I am starting this short Series on Pranayama Techniques today. I will be elaborating the short description of the techniques with short videos that you can follow, try and practice with me, we will be moving from a shallow to a longer and more complex breath practice. We will set foundations and we will understand when and why we practice pranayama. I hope you will enjoy this series.

We will be discussing:

  1.  What is Pranayama?
  2. Refining the Flow of the Breath. Puraka/Rechaka Breath Inhalation /Exhalation
  3. Ujjayi Pranayama Throat Breath 
  4. Deeper Practices :
  5.                                  Vritti Pranayama (Sama/Visama Vritti) Equal/Unequal Fluctuation of the Breath)   
  6.                                   Kumbhaka (Antara /Bahya ) Retention of Breath
  7.                                   Viloma    Irregular interruptions of the inhale/exhale 
  8.                                   Kapalabhati Breath that energizes
  9.                                   Bhastrika Fiery Bellows Breath
  10.                                   Sitali Cooling Breath
  11.                                    Anuloma /Pratiloma Delicate Regulation of Breath
  12.                                    Suryabheda Stimulating Vitality
  13.                                    Chandrabheda Calming Energy
  14.                                    Nadi Shodhana Alternate Nostril Breading Techniques  – Basic Nadi Shodana, Nadi Shodana with Viloma Pranayama, Nadi Shodhana with Kumbhakas , Nadi Shodana with Viloma and Kumbhakas, Nadi Shodana with Kapalabhati Pranayama.

Part 1 

Starting today with What is Pranayama?

Pranayama or the Conscious Breath is the source of the energetic awakening of the body. I love the concept especially when the practice of pranayama is connected to the practice of asana of the actual poses we link together during a class. Within this connection, our mind-body connection is strengthened via the force and control of our breath. The energy of the connection that is created can be felt during and after the practice.

Imagine the breath we cultivate as the source of the energetic awakening throughout the body. At the same time is this breath awareness that disappears the moment we start practicing asana and this happens especially with new students. New students tend to lose focus, their attention drifts away hence is pranayama that learned correctly can always draw us back to the breath and as a consequence draw us back to the present moment, the here and now.

Pranayama is often viewed as breath control it can also be viewed as a liberation of breath or an expansion of the life force through breath.

Pranayama is more than a set of breathing practices, it is a tool for expanding our reservoir of energy, we are directing, we are lengthening, we are regulating the movement of the breath. We conduct an orchestra of changes that have their origin in these practices of pranayama techniques.

The concept of Bodymind is a very interesting concept. In limiting or restraining the pranic energy through the techniques of pranayama we connect the mind with our body, a connection that is very important in Hatha Yoga.

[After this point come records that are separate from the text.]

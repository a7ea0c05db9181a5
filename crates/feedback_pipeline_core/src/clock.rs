use chrono::Utc;

/// Wall-clock source for stored item identifiers.
pub trait Clock {
    fn now_millis(&self) -> i64;
}

#[derive(Debug, Clone, Copy, Default)]
pub struct SystemClock;

impl Clock for SystemClock {
    fn now_millis(&self) -> i64 {
        Utc::now().timestamp_millis()
    }
}

/// Renders the current time in milliseconds as a decimal item id.
///
/// Two calls within the same millisecond return the same id.
pub fn millis_item_id(clock: &impl Clock) -> String {
    clock.now_millis().to_string()
}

The point of the practice is to explore asana with and through the steadiness and ease of the breath and continuously connecting the breath with the body-mind.

Pranayama’s benefits are the improvement of digestion and elimination, the improvement of the circulatory system and plays an important role in the respiratory function.

We will start by cultivating Basic Breath Awareness by usually lying on our back or sitting crossed legged. While here WE DO NOTHING BUT OBSERVE WHAT IS. The natural breath varies depending on the state of mind of a person, of their physical, spiritual, mental and physical condition.  Depression, Anxiety, Lethargy, Weak or tight Respiratory Muscle are conditions when the breath becomes shallow, inefficient and it does not rely on the diaphragm.  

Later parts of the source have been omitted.